▶ Material shown

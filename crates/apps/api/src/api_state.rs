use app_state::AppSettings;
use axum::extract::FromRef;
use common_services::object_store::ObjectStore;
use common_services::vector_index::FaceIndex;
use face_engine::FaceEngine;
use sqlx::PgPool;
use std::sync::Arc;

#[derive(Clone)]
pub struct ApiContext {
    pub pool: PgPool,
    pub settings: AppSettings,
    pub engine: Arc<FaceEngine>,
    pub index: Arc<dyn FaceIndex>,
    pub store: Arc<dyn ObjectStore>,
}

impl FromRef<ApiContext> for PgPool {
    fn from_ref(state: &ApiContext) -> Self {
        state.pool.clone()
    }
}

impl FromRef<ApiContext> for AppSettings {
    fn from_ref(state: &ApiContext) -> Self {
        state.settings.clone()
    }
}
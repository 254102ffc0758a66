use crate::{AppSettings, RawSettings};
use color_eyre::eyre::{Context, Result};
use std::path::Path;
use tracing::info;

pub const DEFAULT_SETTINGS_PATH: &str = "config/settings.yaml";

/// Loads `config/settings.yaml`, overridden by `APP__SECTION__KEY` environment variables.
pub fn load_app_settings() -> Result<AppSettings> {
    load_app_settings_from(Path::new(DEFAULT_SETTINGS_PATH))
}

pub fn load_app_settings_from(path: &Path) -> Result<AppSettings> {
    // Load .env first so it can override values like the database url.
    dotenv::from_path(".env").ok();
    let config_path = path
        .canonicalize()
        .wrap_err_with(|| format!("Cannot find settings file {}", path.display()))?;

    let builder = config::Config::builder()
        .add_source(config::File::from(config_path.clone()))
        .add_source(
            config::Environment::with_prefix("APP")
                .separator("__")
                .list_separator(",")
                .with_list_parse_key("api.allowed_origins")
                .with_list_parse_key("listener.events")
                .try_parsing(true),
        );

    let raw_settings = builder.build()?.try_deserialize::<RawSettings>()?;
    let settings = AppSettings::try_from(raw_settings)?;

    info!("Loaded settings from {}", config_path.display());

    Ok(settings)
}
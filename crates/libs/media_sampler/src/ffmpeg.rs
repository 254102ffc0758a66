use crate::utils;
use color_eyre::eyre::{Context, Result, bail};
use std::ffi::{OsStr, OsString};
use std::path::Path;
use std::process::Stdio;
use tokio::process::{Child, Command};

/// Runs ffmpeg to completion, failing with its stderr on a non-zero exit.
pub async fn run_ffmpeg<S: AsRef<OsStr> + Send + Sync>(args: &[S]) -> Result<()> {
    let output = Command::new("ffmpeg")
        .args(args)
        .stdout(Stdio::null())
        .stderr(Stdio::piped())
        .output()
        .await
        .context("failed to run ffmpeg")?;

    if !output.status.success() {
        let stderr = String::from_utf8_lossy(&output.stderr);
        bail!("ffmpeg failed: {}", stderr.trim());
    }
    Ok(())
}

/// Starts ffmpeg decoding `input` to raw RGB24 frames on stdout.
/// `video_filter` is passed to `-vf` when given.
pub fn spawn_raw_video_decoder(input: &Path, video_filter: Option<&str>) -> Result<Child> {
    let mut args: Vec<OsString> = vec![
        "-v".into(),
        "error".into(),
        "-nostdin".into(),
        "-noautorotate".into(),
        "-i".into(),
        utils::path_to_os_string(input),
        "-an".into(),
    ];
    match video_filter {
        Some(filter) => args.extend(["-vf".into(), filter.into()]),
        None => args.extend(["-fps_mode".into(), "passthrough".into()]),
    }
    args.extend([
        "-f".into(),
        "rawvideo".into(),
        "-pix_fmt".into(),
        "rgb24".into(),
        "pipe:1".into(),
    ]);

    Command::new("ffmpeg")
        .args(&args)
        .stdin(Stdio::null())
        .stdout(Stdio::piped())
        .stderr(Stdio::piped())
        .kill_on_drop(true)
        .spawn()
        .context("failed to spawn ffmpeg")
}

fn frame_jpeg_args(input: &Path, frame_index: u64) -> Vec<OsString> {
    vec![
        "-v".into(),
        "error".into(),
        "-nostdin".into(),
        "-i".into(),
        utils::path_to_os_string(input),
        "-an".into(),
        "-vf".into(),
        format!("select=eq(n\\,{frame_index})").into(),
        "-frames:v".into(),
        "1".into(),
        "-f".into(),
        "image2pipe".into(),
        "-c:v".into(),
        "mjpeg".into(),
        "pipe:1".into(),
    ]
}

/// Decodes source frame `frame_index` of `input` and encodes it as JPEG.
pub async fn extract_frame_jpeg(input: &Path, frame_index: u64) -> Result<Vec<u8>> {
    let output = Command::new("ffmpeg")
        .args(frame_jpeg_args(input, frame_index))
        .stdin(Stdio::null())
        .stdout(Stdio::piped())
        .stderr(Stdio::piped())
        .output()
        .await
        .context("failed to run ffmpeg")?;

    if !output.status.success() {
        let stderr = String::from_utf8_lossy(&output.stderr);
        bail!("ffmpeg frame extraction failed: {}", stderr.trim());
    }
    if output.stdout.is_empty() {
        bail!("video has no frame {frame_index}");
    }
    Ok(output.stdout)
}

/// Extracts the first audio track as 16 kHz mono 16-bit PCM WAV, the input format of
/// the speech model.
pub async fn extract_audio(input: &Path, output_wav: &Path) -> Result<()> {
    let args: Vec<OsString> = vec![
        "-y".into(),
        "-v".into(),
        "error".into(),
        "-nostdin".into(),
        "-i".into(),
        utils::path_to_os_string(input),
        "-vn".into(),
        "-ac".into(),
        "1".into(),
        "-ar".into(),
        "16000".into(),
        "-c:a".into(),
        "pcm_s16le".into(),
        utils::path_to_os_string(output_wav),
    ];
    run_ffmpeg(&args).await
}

▶ Task
Count every line of the entries that includes "yaml", and say the number alone.

▶ Solution to the exercise
2